Hi,
In message "[ruby-talk:02050] Re: Anonymous and Singleton Classes"
on 00/03/21, B_DAVISON <Bob.Davison / reuters.com> writes:
|OK, so would I be right in saying that it's an implementation thing and you
|want to keep that hidden so the implementation can change? Perhaps using the
|term 'class' in the description of these things is misleading (or might be in
|the future if the implementation changes :-)
Hmm, there was discussion about this matter before, without explicit
conclusion. Let's talk it again. What should we call `class <<obj'
statement?
|It a similar sort of thing going on with the class Class? I was a bit confused
|by the description of Class in the Ruby Reference Manual where you start
|describing an unnamed meta-class that is actually the class of each class but
|then say that it is complicated and stop. Guessing from above is the class of
|each class a singleton class of Class?
I'm not sure how much I should describe implementation details.
Conceptually, a class inherits singleton methods also from its
superclass. That's all.
In current implementation, they are done by internal hidden class
called `singleton class', which is real class of classes. You can
consider this hidden class a metaclass. Better description is welcome.
|Would still be grateful for your help with the following though.

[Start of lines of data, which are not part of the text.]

//! **quadrille-core** — coordinate and grid container types for puzzle
//! solving.
//!
//! This crate provides the foundational types shared by grid puzzles: the
//! [`Position`] coordinate/direction vector with its named direction
//! constants, and the [`Grid`] container, a sparse-or-dense mapping from
//! positions to cell values with text parsing, offsets, origin
//! conventions, and dynamically expanding bounds.

pub mod error;
pub mod geom;
pub mod grid;

pub use error::GridError;
pub use geom::*;
pub use grid::{Grid, GridBuilder, Origin, blank};
//! The per-connection transaction state machine.
//!
//! [`Client`] owns one backend connection and is the unit the pool hands
//! around; [`ClientHandle`] is the checked-out form returned by
//! [`Driver::begin`](crate::pool::Driver::begin), exposing `query`/`commit`/
//! `rollback` to the caller for the lifetime of one transaction. Grounded on
//! `sqlx-core/src/pool/inner.rs`'s `Live<DB>` wrapper (a connection handle
//! carrying enough context to release itself), combined with the lazy-BEGIN
//! bookkeeping this port's own [`crate::transaction`] module implements —
//! sqlx's own `Transaction<'c, DB>` issues `BEGIN` eagerly, so there is no
//! direct teacher analogue for the lazy variant.

use std::sync::Arc;

use tokio::sync::mpsc;

use crate::backend::{Backend, Connection, QueryResult, Row};
use crate::compiler::Query;
use crate::error::{Error, Result};
use crate::logger::{log_error, log_silly};
use crate::pool::command::Command;
use crate::pool::Shared;
use crate::transaction::{begin_prefixed, commit_sql, TxState, ROLLBACK_SQL};

/// One pooled connection, owned by the `Driver` for its entire life.
pub(crate) struct Client<B: Backend> {
    conn: B::Connection,
    shared: Arc<Shared>,
    failed: bool,
    tx_id: i64,
    tx_state: TxState,
    last_query: String,
}

impl<B: Backend> Client<B> {
    pub(crate) fn new(conn: B::Connection, shared: Arc<Shared>) -> Self {
        Self {
            conn,
            shared,
            failed: false,
            tx_id: -1,
            tx_state: TxState::None,
            last_query: String::new(),
        }
    }

    pub(crate) fn is_failed(&self) -> bool {
        self.failed
    }

    /// The SQL last dispatched on this connection, kept around so a `_failed`
    /// client can be diagnosed by whoever destroys it (the client itself has
    /// already logged the error at the point of failure).
    pub(crate) fn last_query(&self) -> &str {
        &self.last_query
    }

    /// Clears transaction bookkeeping on entry to the idle pool.
    pub(crate) fn reset_for_pool(&mut self) {
        self.tx_id = -1;
        self.tx_state = TxState::None;
        self.last_query.clear();
    }

    pub(crate) fn begin_transaction(&mut self, tx_id: i64) {
        self.tx_id = tx_id;
        self.tx_state = TxState::Empty;
    }

    /// Closes the underlying connection. Errors are not actionable here.
    pub(crate) async fn destroy(self) {
        Box::new(self.conn).end().await;
    }

    async fn dispatch(&mut self, sql: String) -> Result<QueryResult<Row<B>>> {
        let result = match self.conn.query(&sql).await {
            Ok(result) => {
                if self.shared.debug_queries {
                    log_silly!(self.shared.logger, "query: {sql}");
                }
                if self.shared.debug_results {
                    log_silly!(
                        self.shared.logger,
                        "result: {} row(s), count {}",
                        result.rows.len(),
                        result.count
                    );
                }
                Ok(result)
            }
            Err(err) => {
                self.failed = true;
                log_error!(self.shared.logger, "query failed: {sql}: {err}");
                Err(Error::Backend(err))
            }
        };

        self.last_query = sql;
        result
    }

    /// Runs a single, non-transactional statement.
    pub(crate) async fn query(&mut self, qs: String) -> Result<QueryResult<Row<B>>> {
        self.dispatch(qs).await
    }
}

/// A `Client` checked out of the pool for the duration of one transaction.
///
/// Returned by [`Driver::begin`](crate::pool::Driver::begin). Dropping a
/// `ClientHandle` without calling [`commit`](ClientHandle::commit) or
/// [`rollback`](ClientHandle::rollback) leaks the underlying connection back
/// to the pool only once one of those is called — ownership, not a boolean
/// `_returnToPool` flag, is what keeps a mid-transaction `Client` out of the
/// idle pool here (see the open-question note in `DESIGN.md`).
pub struct ClientHandle<B: Backend> {
    client: Option<Client<B>>,
    mailbox: mpsc::UnboundedSender<Command<B>>,
}

impl<B: Backend> ClientHandle<B> {
    pub(crate) fn new(client: Client<B>, mailbox: mpsc::UnboundedSender<Command<B>>) -> Self {
        Self {
            client: Some(client),
            mailbox,
        }
    }

    fn take(&mut self) -> Result<Client<B>> {
        self.client
            .take()
            .ok_or_else(|| Error::TransactionState("transaction has already been finalized".into()))
    }

    /// Runs one statement inside the transaction. Prepends the lazy `BEGIN;`
    /// if this is the first statement.
    pub async fn query(&mut self, q: impl Query) -> Result<QueryResult<Row<B>>> {
        let sql = {
            let client = self
                .client
                .as_ref()
                .ok_or_else(|| Error::TransactionState("transaction has already been finalized".into()))?;
            client.shared.compiler.compile(&q)
        };
        self.query_compiled(sql).await
    }

    /// Like [`query`](Self::query), but `qs` is already-compiled SQL —
    /// used by [`Driver::query_tx`](crate::pool::Driver::query_tx), which
    /// compiles once at the call site rather than delegating compilation
    /// into the handle.
    pub(crate) async fn query_compiled(&mut self, qs: String) -> Result<QueryResult<Row<B>>> {
        let mut client = self.take()?;

        let dispatch_sql = match client.tx_state {
            TxState::Empty => {
                client.tx_state = TxState::Active;
                begin_prefixed(&qs)
            }
            TxState::Active => qs,
            _ => unreachable!("a checked-out ClientHandle only holds a client in Empty or Active state"),
        };

        let result = client.dispatch(dispatch_sql).await;
        self.client = Some(client);
        result
    }

    /// Commits the transaction, optionally running one trailing statement in
    /// the same round-trip as the `COMMIT`.
    pub async fn commit(&mut self) -> Result<Option<QueryResult<Row<B>>>> {
        self.finish_commit(None).await
    }

    /// Commits with a trailing statement.
    pub async fn commit_with(&mut self, q: impl Query) -> Result<Option<QueryResult<Row<B>>>> {
        let sql = {
            let client = self
                .client
                .as_ref()
                .ok_or_else(|| Error::TransactionState("transaction has already been finalized".into()))?;
            client.shared.compiler.compile(&q)
        };
        self.finish_commit(Some(sql)).await
    }

    async fn finish_commit(&mut self, trailing: Option<String>) -> Result<Option<QueryResult<Row<B>>>> {
        let mut client = self.take()?;

        if matches!(client.tx_state, TxState::Empty) && trailing.is_none() {
            client.reset_for_pool();
            self.release(client, true).await;
            return Ok(None);
        }

        let active = matches!(client.tx_state, TxState::Active);
        let sql = commit_sql(active, trailing.as_deref());
        client.tx_state = TxState::Committing;

        let result = client.dispatch(sql).await;
        let healthy = result.is_ok();
        self.release(client, healthy).await;
        result.map(Some)
    }

    /// Rolls back the transaction. A transaction with no statements run
    /// rolls back for free, emitting no SQL.
    pub async fn rollback(&mut self) -> Result<Option<QueryResult<Row<B>>>> {
        let mut client = self.take()?;

        if matches!(client.tx_state, TxState::Empty) {
            client.reset_for_pool();
            self.release(client, true).await;
            return Ok(None);
        }

        client.tx_state = TxState::RollingBack;
        let result = client.dispatch(ROLLBACK_SQL.to_owned()).await;
        let healthy = result.is_ok();
        self.release(client, healthy).await;
        result.map(Some)
    }

    async fn release(&self, client: Client<B>, healthy: bool) {
        let _ = self.mailbox.send(Command::Release { client, healthy });
    }
}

|When I was trying to find out about subclasses I tried defining Class.inherited
| rather than C1.inherited and got no output even when creating a named
|subclass. To my mind C1 was an instance of Class and inherited an instance
|method of Class therefore C1 should inherit Classes implementation of
|inherited.
def Class.inherited(c)
...
end
defines a class method of Class, which is shared by subclasses of
Class. C1 is a instance of Class, but not a subclass of Class. So you
should have
class Class
def inherited(c) # override default `inherited'
...
end
end
By the way, how many times did I type `class' in this mail? :-)
matz.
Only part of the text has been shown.